GOP House Finally Passes Debt Limit Bill

GOP House Finally Passes Debt Limit Bill

( – According to the US Treasury, Congress has had to raise, change, or extend the federal debt limit 78 times since 1960. In recent weeks, the House and Senate have been debating how to do that yet again, as the chambers are led by opposing parties. In a win for Republicans, House Speaker Kevin McCarthy (R-CA) rallied enough GOP lawmakers to pass a budget proposal. However, there is little to no chance it will make it through the Senate to President Joe Biden’s desk.

McCarthy Brings GOP Together To Pass Budget Bill

On Wednesday, April 26, the US House of Representatives voted 217 to 215 to pass the Limit, Save, Grow Act, with four GOP members joining Democrats, who voted unanimously against the measure. The bill provides $4.8 million in budget cuts while raising the debt ceiling by $1.5 trillion. The following Republicans voted against the bill:

  • Ken Buck (R-CO)
  • Tim Burchett (R-TN)
  • Matt Gaetz (R-FL)
  • Andy Biggs (R-AZ)

This vote marks the first time McCarthy was truly able to unify his party behind a bill since the tumultuous 15 rounds of voting it took to secure his election to replace then-outgoing Speaker Nancy Pelosi (D-CA).

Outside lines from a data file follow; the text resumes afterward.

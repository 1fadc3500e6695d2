//! The server process supervisor.
//!
//! A [`Supervisor`] is a cloneable handle to one supervised server process.
//! Behind it run:
//!
//! - two console reader tasks (stdout, stderr) feeding one line stream,
//! - the console writer task owning stdin,
//! - the coordinator ([`run_loop`]) routing lines to the current [`Task`],
//! - for spawned processes, the exit monitor that fires the terminal signal.
//!
//! All of them communicate through channels. The only shared state is the
//! "finished starting" flag (written by the coordinator) and the terminal
//! [`CancellationToken`] (fired by the exit monitor).

pub mod run_loop;
pub mod task;

use std::sync::atomic::{AtomicBool, Ordering};
use std::sync::Arc;
use std::time::Duration;

use tokio::io::{AsyncRead, AsyncWrite};
use tokio::sync::{broadcast, mpsc, oneshot};
use tokio_util::sync::CancellationToken;
use tracing::info;

use crate::config::WrapperConfig;
use crate::console::{reader, writer, Console};
use crate::launch::{java_launch_spec, memory, spawner, LaunchSpec};
use crate::models::{ConsoleLine, Status};
use crate::tasks::{ReadyWaitTask, SaveTask, SnapshotTask, StopTask, TaskSettings};
use crate::{AppError, Result};

use self::run_loop::{Admission, Coordinator};
use self::task::{Task, TaskHandle};

/// Tasks that may wait in the admission queue before submitters block.
const ADMISSION_QUEUE_DEPTH: usize = 1;

/// Console lines buffered per observer before it starts lagging.
const OBSERVER_CAPACITY: usize = 256;

/// Handle to a supervised server process.
///
/// Cloning the handle is cheap; every clone refers to the same process.
#[derive(Clone)]
pub struct Supervisor {
    inner: Arc<Inner>,
}

struct Inner {
    console: Console,
    admissions: mpsc::Sender<Admission>,
    started: Arc<AtomicBool>,
    terminated: CancellationToken,
    kill: CancellationToken,
    observers: broadcast::Sender<ConsoleLine>,
    settings: TaskSettings,
}

impl std::fmt::Debug for Supervisor {
    fn fmt(&self, f: &mut std::fmt::Formatter<'_>) -> std::fmt::Result {
        f.debug_struct("Supervisor")
            .field("status", &self.status())
            .field("settings", &self.inner.settings)
            .finish_non_exhaustive()
    }
}

impl Supervisor {
    /// Size the heap, build the `java` command line for `config` and spawn it.
    ///
    /// # Errors
    ///
    /// Returns `AppError::Launch` or `AppError::Config` if the process cannot
    /// be started. Launch failure is fatal; nothing is left running.
    pub fn launch(config: &WrapperConfig) -> Result<Self> {
        let memory_mib = memory::resolve_memory_mib(config.memory_mib)?;
        let spec = java_launch_spec(config, memory_mib)?;
        Self::spawn(&spec, config.task_settings(), config.kill_grace())
    }

    /// Spawn the process described by `spec` and supervise it.
    ///
    /// Must be called from within a tokio runtime.
    ///
    /// # Errors
    ///
    /// Returns `AppError::Launch` if the process cannot be spawned.
    pub fn spawn(spec: &LaunchSpec, settings: TaskSettings, kill_grace: Duration) -> Result<Self> {
        let process = spawner::spawn_server(spec)?;
        let terminated = CancellationToken::new();

        let supervisor = Self::attach(
            process.stdin,
            process.stdout,
            process.stderr,
            settings,
            terminated.clone(),
        );

        // The monitor owns the child; dropping its handle detaches it.
        drop(spawner::monitor_exit(
            process.child,
            supervisor.kill_requested(),
            terminated,
            kill_grace,
        ));

        Ok(supervisor)
    }

    /// Supervise an already running process given its stdio streams.
    ///
    /// The caller owns process exit detection and must cancel `terminated`
    /// once the process is gone. [`Supervisor::kill_requested`] fires when
    /// [`Supervisor::kill`] is called.
    ///
    /// Must be called from within a tokio runtime.
    pub fn attach<W, O, E>(
        stdin: W,
        stdout: O,
        stderr: E,
        settings: TaskSettings,
        terminated: CancellationToken,
    ) -> Self
    where
        W: AsyncWrite + Unpin + Send + 'static,
        O: AsyncRead + Unpin + Send + 'static,
        E: AsyncRead + Unpin + Send + 'static,
    {
        let (line_tx, line_rx) = mpsc::unbounded_channel();
        tokio::spawn(reader::run_reader("stdout", stdout, line_tx.clone()));
        tokio::spawn(reader::run_reader("stderr", stderr, line_tx));

        let (console, requests) = Console::channel();
        tokio::spawn(writer::run_writer(stdin, requests, terminated.clone()));

        let started = Arc::new(AtomicBool::new(false));
        let (admissions_tx, admissions_rx) = mpsc::channel(ADMISSION_QUEUE_DEPTH);
        let (observers, _) = broadcast::channel(OBSERVER_CAPACITY);

        let ready = ReadyWaitTask::new(settings.markers.ready.clone(), Arc::clone(&started));
        let coordinator = Coordinator::new(
            Box::new(ready),
            line_rx,
            admissions_rx,
            terminated.clone(),
            observers.clone(),
        );
        tokio::spawn(coordinator.run());

        Self {
            inner: Arc::new(Inner {
                console,
                admissions: admissions_tx,
                started,
                terminated,
                kill: CancellationToken::new(),
                observers,
                settings,
            }),
        }
    }

    /// Current status, derived from the terminal signal and the started flag.
    ///
    /// Transitions are monotonic: `starting → running → stopped`.
    #[must_use]
    pub fn status(&self) -> Status {
        if self.inner.terminated.is_cancelled() {
            Status::Stopped
        } else if self.inner.started.load(Ordering::Acquire) {
            Status::Running
        } else {
            Status::Starting
        }
    }

    /// Write a raw command to the server console.
    ///
    /// # Errors
    ///
    /// - [`AppError::NotRunning`] if the server has stopped.
    /// - [`AppError::InvalidCommand`] / [`AppError::Io`] from the write.
    pub async fn send(&self, command: &str) -> Result<()> {
        self.ensure_running()?;
        self.inner.console.send(command).await
    }

    /// Submit `task` and wait until the coordinator admits it.
    ///
    /// While another task is current the call blocks; submissions are
    /// admitted in order. Delivery of the task's result is up to the task.
    ///
    /// # Errors
    ///
    /// Returns [`AppError::NotRunning`] if the server has stopped, or stops
    /// before the task is admitted.
    pub async fn execute(&self, task: Box<dyn Task>) -> Result<()> {
        self.ensure_running()?;

        let name = task.name();
        let (admitted, on_admitted) = oneshot::channel();
        self.inner
            .admissions
            .send(Admission { task, admitted })
            .await
            .map_err(|_| AppError::NotRunning(format!("{name} rejected, server has stopped")))?;

        on_admitted
            .await
            .map_err(|_| AppError::NotRunning(format!("{name} dropped, server has stopped")))
    }

    /// Submit `task` and wait for the single result delivered to `handle`.
    ///
    /// # Errors
    ///
    /// Returns the task's error, [`AppError::NotRunning`] if it was never
    /// admitted, or [`AppError::Abandoned`] if the server exited while the
    /// task was current and the task did not handle termination.
    pub async fn run_task(&self, task: Box<dyn Task>, handle: TaskHandle) -> Result<()> {
        self.execute(task).await?;
        handle.outcome().await
    }

    /// Stop the server and wait for the process to exit.
    ///
    /// # Errors
    ///
    /// Returns the stdin write error if the `stop` command cannot be sent.
    pub async fn stop(&self) -> Result<()> {
        let (task, handle) = StopTask::new(self.console());
        self.run_task(Box::new(task), handle).await
    }

    /// Save the world and wait for the server to confirm it.
    ///
    /// # Errors
    ///
    /// Returns the stdin write error if `save-all` cannot be sent.
    pub async fn save(&self) -> Result<()> {
        let (task, handle) = SaveTask::new(self.console(), &self.inner.settings.markers);
        self.run_task(Box::new(task), handle).await
    }

    /// Copy a consistent snapshot of the world to the snapshot directory.
    ///
    /// # Errors
    ///
    /// Returns stdin write errors or `AppError::Snapshot` if the copy fails.
    pub async fn snapshot(&self) -> Result<()> {
        let (task, handle) = SnapshotTask::new(self.console(), &self.inner.settings);
        self.run_task(Box::new(task), handle).await
    }

    /// Receive every console line after it has been routed.
    #[must_use]
    pub fn subscribe(&self) -> broadcast::Receiver<ConsoleLine> {
        self.inner.observers.subscribe()
    }

    /// Ask for the server process to be terminated.
    pub fn kill(&self) {
        info!("server kill requested");
        self.inner.kill.cancel();
    }

    /// Token fired by [`Supervisor::kill`].
    #[must_use]
    pub fn kill_requested(&self) -> CancellationToken {
        self.inner.kill.clone()
    }

    /// Wait until the server process has terminated.
    pub async fn wait_terminated(&self) {
        self.inner.terminated.cancelled().await;
    }

    /// Console handle for building custom tasks.
    #[must_use]
    pub fn console(&self) -> Console {
        self.inner.console.clone()
    }

    /// Settings the built-in tasks are created with.
    #[must_use]
    pub fn settings(&self) -> &TaskSettings {
        &self.inner.settings
    }

    fn ensure_running(&self) -> Result<()> {
        if self.inner.terminated.is_cancelled() {
            Err(AppError::NotRunning("server has stopped".into()))
        } else {
            Ok(())
        }
    }
}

According to NBC News, Rules Committee Chairman Rep. Tom Cole (R-OK) told reporters that this move “puts pressure on the Senate to come to the negotiating table.” However, Gaetz, an opponent of the bill, noted that while there are good aspects of the legislation, like “energy policy, regulatory reform, welfare-to-work requirements and less spending,” it still boosts US debt by $16 trillion over the next 10 years.

The act includes other key fiscal points. Federal discretionary spending would be reduced to 2022 levels, the federal government would take back unspent COVID relief funds, rescind IRS enforcement funding and block Biden’s student debt cancellation program. Additionally, the legislation would add new work requirements for able-bodied recipients of entitlement programs like Medicare.

Biden Wants to See a Debt Ceiling Increase With No Strings Attached

President Biden last spoke in person with McCarthy on February 1 after claiming for months that he wanted a “clean” budget proposal without other demands attached to it. On the other hand, the house speaker emphasized he will continue to fight for Americans and halt the superfluous spending of taxpayer dollars at the behest of Democrats.

Ben LaBolt, White House communications director, accused the House leader of structuring a deal that would harm many Americans because it would limit funding for veteran’s healthcare services, reduce access to Meala on Wheels, end eliminate healthcare coverage for millions of Americans and send manufacturing jobs overseas.

Republicans recognize this is the first offer in ongoing negotiations with the White House, but McCarthy hailed it as a victory in bringing his caucus together.